§ WHAT YOU SHOULD DO: Check each line of the material for the string "from", and copy the lines that have it.

§ TASK INPUTS:
=-=-=-=-=

use chrono::{DateTime, Utc};
use serde::{Deserialize, Serialize};

/// 视频记录（对外的 JSON 字段为 snake_case）
#[derive(Serialize, Deserialize, Debug, Clone, PartialEq, Eq)]
pub struct VideoRecord {
    pub id: String,
    pub title: String,
    pub thumbnail_url: String,
    pub created_at: String,
    #[serde(rename = "duration")]
    pub duration_seconds: i64,
    pub views: i64,
    #[serde(default)]
    pub tags: Vec<String>,
}

/// 列表查询的原始参数
///
/// 服务端从查询字符串反序列化，客户端用它来拼接请求。
/// 所有字段都是未经校验的字符串，空字符串等同于未提供。
#[derive(Serialize, Deserialize, Debug, Clone, Default, PartialEq, Eq, Hash)]
pub struct ListParams {
    #[serde(default, skip_serializing_if = "Option::is_none")]
    pub q: Option<String>,
    #[serde(default, skip_serializing_if = "Option::is_none")]
    pub tag: Option<String>,
    #[serde(default, skip_serializing_if = "Option::is_none")]
    pub from: Option<String>,
    #[serde(default, skip_serializing_if = "Option::is_none")]
    pub to: Option<String>,
    #[serde(default, skip_serializing_if = "Option::is_none")]
    pub sort: Option<String>,
    #[serde(default, skip_serializing_if = "Option::is_none")]
    pub page: Option<String>,
    #[serde(
        default,
        rename = "perPage",
        skip_serializing_if = "Option::is_none"
    )]
    pub per_page: Option<String>,
}

impl ListParams {
    /// 生成请求用的查询参数，跳过空值并补齐默认的排序与分页
    pub fn query_pairs(&self) -> Vec<(&'static str, String)> {
        let mut pairs = Vec::new();
        let fields = [
            ("q", &self.q),
            ("tag", &self.tag),
            ("from", &self.from),
            ("to", &self.to),
            ("sort", &self.sort),
            ("page", &self.page),
            ("perPage", &self.per_page),
        ];
        for (key, value) in fields {
            if let Some(value) = value.as_deref().filter(|v| !v.is_empty()) {
                pairs.push((key, value.to_string()));
            }
        }

        let defaults = [
            ("sort", SortOrder::default().as_param().to_string()),
            ("page", crate::services::filter::DEFAULT_PAGE.to_string()),
            ("perPage", crate::services::filter::DEFAULT_PER_PAGE.to_string()),
        ];
        for (key, value) in defaults {
            if !pairs.iter().any(|(k, _)| *k == key) {
                pairs.push((key, value));
            }
        }
        pairs
    }

    /// 保留当前筛选条件，跳转到另一页
    pub fn for_page(&self, page: u64) -> ListParams {
        ListParams {
            page: Some(page.to_string()),
            ..self.clone()
        }
    }
}

/// 按创建时间排序的方向
#[derive(Debug, Clone, Copy, PartialEq, Eq, Default)]
pub enum SortOrder {
    Ascending,
    #[default]
    Descending,
}

impl SortOrder {
    pub fn parse(raw: &str) -> Option<Self> {
        match raw {
            "asc" => Some(SortOrder::Ascending),
            "desc" => Some(SortOrder::Descending),
            _ => None,
        }
    }

    pub fn as_param(self) -> &'static str {
        match self {
            SortOrder::Ascending => "asc",
            SortOrder::Descending => "desc",
        }
    }

    pub fn as_sql(self) -> &'static str {
        match self {
            SortOrder::Ascending => "ASC",
            SortOrder::Descending => "DESC",
        }
    }
}

/// 规范化后的筛选条件，构建之后不再修改
///
/// 每个字段为 `None` 表示该维度不做限制。
#[derive(Debug, Clone, Default, PartialEq, Eq)]
pub struct FilterSpec {
    /// 标题子串，不区分大小写
    pub text: Option<String>,
    /// 标签名，精确匹配
    pub tag: Option<String>,
    pub from: Option<DateTime<Utc>>,
    pub to: Option<DateTime<Utc>>,
}

/// 解析阶段的分页请求：page >= 1，per_page 在 [1, 100]
///
/// page 尚未按总页数收敛，那一步要等拿到 total 之后。
#[derive(Debug, Clone, Copy, PartialEq, Eq)]
pub struct PageRequest {
    pub page: u64,
    pub per_page: u64,
}

/// 一次列表请求的完整查询
#[derive(Debug, Clone, PartialEq, Eq)]
pub struct ListQuery {
    pub filter: FilterSpec,
    pub sort: SortOrder,
    pub page: PageRequest,
}

/// 分页响应
#[derive(Serialize, Deserialize, Debug, Clone, PartialEq, Eq)]
#[serde(rename_all = "camelCase")]
pub struct PageResult {
    pub items: Vec<VideoRecord>,
    pub total: u64,
    /// 收敛后的实际页码
    pub page: u64,
    pub per_page: u64,
    pub total_pages: u64,
    pub pages: Vec<u64>,
    pub has_prev: bool,
    pub has_next: bool,
    #[serde(default, skip_serializing_if = "Option::is_none")]
    pub prev_page: Option<u64>,
    #[serde(default, skip_serializing_if = "Option::is_none")]
    pub next_page: Option<u64>,
}

/// 创建视频的请求体
#[derive(Serialize, Deserialize, Debug, Clone, Default, PartialEq, Eq)]
pub struct CreateVideoInput {
    #[serde(default, skip_serializing_if = "Option::is_none")]
    pub title: Option<String>,
    #[serde(default, skip_serializing_if = "Option::is_none")]
    pub tags: Option<Vec<String>>,
    #[serde(default, skip_serializing_if = "Option::is_none")]
    pub thumbnail_url: Option<String>,
    #[serde(default, skip_serializing_if = "Option::is_none")]
    pub duration: Option<i64>,
    #[serde(default, skip_serializing_if = "Option::is_none")]
    pub views: Option<i64>,
}

/// 校验通过、待写入的视频
#[derive(Debug, Clone, PartialEq, Eq)]
pub struct NewVideo {
    pub id: String,
    pub title: String,
    pub thumbnail_url: String,
    pub created_at: String,
    pub duration_seconds: i64,
    pub views: i64,
    /// 已去重，保持首次出现的顺序
    pub tags: Vec<String>,
}

#[cfg(test)]
mod tests {
    use super::*;

    #[test]
    fn test_page_result_wire_format() {
        let page = PageResult {
            items: vec![VideoRecord {
                id: "v1".into(),
                title: "Intro".into(),
                thumbnail_url: "https://example.com/a.webp".into(),
                created_at: "2024-01-01T00:00:00.000Z".into(),
                duration_seconds: 90,
                views: 3,
                tags: vec!["rust".into()],
            }],
            total: 1,
            page: 1,
            per_page: 6,
            total_pages: 1,
            pages: vec![1],
            has_prev: false,
            has_next: false,
            prev_page: None,
            next_page: None,
        };

        let value = serde_json::to_value(&page).unwrap();
        assert_eq!(value["perPage"], 6);
        assert_eq!(value["totalPages"], 1);
        assert_eq!(value["hasPrev"], false);
        assert!(value.get("prevPage").is_none());
        assert!(value.get("nextPage").is_none());
        assert_eq!(value["items"][0]["thumbnail_url"], "https://example.com/a.webp");
        assert_eq!(value["items"][0]["created_at"], "2024-01-01T00:00:00.000Z");
        assert_eq!(value["items"][0]["duration"], 90);
    }

    #[test]
    fn test_query_pairs_skip_empty_and_fill_defaults() {
        let params = ListParams {
            q: Some("cat".into()),
            tag: Some(String::new()),
            page: Some("3".into()),
            ..Default::default()
        };
        let pairs = params.query_pairs();
        assert_eq!(
            pairs,
            vec![
                ("q", "cat".to_string()),
                ("page", "3".to_string()),
                ("sort", "desc".to_string()),
                ("perPage", "6".to_string()),
            ]
        );
    }

    #[test]
    fn test_for_page_keeps_filters() {
        let params = ListParams {
            q: Some("cat".into()),
            sort: Some("asc".into()),
            page: Some("1".into()),
            ..Default::default()
        };
        let next = params.for_page(2);
        assert_eq!(next.q.as_deref(), Some("cat"));
        assert_eq!(next.sort.as_deref(), Some("asc"));
        assert_eq!(next.page.as_deref(), Some("2"));
    }

    #[test]
    fn test_sort_order_parse() {
        assert_eq!(SortOrder::parse("asc"), Some(SortOrder::Ascending));
        assert_eq!(SortOrder::parse("desc"), Some(SortOrder::Descending));
        assert_eq!(SortOrder::parse("DESC"), None);
        assert_eq!(SortOrder::default(), SortOrder::Descending);
    }
}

=-=-=-=-=

§ COMPLETED EXERCISE:
    pub from: Option<String>,
            ("from", &self.from),
    pub from: Option<DateTime<Utc>>,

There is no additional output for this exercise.